(Study material begins)

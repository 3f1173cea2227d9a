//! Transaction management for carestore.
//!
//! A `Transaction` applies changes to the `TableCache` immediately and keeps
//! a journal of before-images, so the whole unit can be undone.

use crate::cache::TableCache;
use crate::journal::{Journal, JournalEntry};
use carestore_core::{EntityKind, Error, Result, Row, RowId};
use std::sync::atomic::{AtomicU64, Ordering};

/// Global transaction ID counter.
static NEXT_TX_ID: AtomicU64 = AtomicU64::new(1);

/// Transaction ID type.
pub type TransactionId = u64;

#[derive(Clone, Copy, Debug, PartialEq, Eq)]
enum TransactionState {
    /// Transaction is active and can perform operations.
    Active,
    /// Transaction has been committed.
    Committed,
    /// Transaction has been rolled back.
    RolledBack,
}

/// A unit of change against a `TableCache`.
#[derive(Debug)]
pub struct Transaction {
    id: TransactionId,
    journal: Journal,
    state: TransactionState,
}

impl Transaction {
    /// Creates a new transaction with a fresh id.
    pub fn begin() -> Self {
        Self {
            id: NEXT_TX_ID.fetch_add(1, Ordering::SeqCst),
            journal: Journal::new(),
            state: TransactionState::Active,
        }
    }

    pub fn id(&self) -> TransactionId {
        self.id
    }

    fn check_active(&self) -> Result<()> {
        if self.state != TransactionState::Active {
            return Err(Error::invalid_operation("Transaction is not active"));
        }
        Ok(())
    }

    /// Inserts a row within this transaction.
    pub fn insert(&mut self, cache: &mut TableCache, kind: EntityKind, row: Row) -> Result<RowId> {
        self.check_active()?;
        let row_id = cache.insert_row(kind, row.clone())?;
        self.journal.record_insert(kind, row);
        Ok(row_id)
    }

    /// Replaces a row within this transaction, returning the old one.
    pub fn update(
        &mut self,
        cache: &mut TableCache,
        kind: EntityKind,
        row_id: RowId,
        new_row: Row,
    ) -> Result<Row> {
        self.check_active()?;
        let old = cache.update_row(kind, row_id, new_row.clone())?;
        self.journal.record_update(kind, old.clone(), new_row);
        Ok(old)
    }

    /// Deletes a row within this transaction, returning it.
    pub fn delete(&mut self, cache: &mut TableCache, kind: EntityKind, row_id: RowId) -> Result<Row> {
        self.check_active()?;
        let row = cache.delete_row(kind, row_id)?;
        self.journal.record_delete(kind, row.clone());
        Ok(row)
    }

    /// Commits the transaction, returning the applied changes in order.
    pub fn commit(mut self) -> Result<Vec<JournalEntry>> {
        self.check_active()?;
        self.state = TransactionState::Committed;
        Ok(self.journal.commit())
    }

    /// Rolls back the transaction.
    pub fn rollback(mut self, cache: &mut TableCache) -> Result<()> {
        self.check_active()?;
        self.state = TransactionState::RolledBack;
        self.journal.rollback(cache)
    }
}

(Study material ends)
(Study material begins)

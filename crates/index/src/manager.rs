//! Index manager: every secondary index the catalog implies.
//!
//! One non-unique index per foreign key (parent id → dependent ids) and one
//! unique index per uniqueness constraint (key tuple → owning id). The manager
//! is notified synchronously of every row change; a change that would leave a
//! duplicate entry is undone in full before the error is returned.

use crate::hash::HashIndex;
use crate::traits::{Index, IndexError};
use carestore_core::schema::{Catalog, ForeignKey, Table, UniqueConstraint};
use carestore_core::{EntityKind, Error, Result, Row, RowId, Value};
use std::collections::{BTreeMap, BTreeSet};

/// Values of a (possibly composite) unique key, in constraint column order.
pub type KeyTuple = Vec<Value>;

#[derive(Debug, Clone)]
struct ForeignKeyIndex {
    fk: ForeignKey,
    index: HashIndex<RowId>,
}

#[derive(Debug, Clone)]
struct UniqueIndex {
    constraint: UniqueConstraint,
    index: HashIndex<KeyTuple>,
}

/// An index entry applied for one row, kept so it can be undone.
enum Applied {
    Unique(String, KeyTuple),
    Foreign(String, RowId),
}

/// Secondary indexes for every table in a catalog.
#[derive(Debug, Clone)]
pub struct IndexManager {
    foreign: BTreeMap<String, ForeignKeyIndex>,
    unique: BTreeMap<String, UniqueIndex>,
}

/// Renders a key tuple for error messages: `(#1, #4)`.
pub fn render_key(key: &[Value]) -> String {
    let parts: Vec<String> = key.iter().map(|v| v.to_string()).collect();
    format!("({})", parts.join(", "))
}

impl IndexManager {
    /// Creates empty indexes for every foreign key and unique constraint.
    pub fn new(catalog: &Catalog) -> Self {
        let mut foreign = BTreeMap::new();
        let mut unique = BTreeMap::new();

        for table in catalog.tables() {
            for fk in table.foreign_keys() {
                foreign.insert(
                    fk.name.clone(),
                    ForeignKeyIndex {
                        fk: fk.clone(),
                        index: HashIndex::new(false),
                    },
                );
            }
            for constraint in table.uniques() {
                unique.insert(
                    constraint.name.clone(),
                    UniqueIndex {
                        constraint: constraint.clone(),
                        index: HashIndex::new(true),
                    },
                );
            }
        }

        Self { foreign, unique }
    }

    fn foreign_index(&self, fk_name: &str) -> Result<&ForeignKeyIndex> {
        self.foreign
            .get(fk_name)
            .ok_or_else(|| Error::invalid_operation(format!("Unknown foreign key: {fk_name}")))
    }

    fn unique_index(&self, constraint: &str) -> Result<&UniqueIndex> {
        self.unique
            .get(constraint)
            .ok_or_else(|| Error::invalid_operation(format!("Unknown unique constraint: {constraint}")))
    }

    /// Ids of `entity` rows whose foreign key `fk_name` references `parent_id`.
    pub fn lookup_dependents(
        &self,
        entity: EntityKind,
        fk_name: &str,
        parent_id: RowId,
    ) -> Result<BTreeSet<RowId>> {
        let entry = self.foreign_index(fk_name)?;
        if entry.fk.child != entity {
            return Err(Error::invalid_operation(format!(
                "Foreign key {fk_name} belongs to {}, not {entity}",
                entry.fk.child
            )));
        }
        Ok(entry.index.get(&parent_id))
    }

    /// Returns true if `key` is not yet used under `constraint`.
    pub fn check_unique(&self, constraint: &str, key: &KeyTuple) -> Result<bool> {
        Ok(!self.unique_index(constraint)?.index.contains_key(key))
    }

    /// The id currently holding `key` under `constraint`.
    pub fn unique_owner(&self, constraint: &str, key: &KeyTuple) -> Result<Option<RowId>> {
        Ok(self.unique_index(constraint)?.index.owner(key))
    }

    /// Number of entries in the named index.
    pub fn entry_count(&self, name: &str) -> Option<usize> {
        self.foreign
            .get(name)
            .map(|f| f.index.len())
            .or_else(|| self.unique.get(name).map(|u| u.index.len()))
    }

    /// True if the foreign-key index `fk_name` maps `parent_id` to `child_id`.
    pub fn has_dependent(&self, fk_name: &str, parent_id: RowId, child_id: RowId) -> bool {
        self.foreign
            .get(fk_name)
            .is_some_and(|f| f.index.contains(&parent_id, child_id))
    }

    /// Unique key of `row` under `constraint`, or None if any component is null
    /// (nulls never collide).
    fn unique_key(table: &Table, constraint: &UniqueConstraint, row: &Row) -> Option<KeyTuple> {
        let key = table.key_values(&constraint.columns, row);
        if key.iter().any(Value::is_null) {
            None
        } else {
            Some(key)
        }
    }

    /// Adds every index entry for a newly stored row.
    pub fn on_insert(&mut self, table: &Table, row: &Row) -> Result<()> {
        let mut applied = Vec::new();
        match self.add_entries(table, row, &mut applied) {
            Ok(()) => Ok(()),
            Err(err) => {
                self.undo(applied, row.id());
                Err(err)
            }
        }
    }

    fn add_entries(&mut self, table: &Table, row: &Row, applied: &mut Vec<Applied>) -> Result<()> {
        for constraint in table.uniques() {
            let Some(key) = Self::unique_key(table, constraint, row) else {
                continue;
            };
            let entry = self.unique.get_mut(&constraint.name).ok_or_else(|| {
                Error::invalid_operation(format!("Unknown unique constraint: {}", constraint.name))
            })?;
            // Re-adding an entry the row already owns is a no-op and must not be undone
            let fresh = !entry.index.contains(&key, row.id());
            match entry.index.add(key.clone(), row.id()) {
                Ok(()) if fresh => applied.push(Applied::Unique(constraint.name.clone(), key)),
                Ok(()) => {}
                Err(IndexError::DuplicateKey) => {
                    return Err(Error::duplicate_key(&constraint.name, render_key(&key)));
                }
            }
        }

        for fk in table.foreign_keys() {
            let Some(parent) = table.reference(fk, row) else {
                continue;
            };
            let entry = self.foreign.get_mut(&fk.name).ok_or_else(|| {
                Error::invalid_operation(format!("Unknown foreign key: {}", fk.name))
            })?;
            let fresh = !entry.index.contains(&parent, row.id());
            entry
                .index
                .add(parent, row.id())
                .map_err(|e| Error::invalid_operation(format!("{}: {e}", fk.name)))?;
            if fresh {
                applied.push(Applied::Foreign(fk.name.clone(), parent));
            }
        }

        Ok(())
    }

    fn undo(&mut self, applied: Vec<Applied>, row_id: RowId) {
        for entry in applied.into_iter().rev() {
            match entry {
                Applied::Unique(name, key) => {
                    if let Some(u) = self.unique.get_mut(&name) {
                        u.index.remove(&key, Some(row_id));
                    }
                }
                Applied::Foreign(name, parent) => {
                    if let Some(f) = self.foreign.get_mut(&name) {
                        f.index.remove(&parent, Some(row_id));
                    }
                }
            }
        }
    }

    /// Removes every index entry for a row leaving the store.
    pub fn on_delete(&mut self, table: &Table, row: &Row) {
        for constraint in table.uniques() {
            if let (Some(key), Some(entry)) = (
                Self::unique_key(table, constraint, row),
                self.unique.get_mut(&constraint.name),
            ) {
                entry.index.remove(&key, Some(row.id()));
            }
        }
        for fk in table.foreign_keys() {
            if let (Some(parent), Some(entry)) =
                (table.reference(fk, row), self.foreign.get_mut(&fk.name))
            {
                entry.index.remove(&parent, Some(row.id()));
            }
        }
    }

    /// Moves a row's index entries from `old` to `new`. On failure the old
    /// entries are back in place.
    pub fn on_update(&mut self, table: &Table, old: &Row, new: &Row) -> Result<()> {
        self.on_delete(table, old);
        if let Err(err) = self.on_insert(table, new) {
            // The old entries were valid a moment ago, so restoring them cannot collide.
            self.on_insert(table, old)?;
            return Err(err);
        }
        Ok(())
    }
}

(Study material ends)

Problem to work on
Only the lines above from the one with "match self.add_entries(table, row, &mut" through the one with "let entry = self.unique.get_mut(&constraint.name).ok_or_else(||" should be duplicated, character for character.

Answer space
        match self.add_entries(table, row, &mut applied) {
            Ok(()) => Ok(()),
            Err(err) => {
                self.undo(applied, row.id());
                Err(err)
            }
        }
    }

    fn add_entries(&mut self, table: &Table, row: &Row, applied: &mut Vec<Applied>) -> Result<()> {
        for constraint in table.uniques() {
            let Some(key) = Self::unique_key(table, constraint, row) else {
                continue;
            };
            let entry = self.unique.get_mut(&constraint.name).ok_or_else(|| {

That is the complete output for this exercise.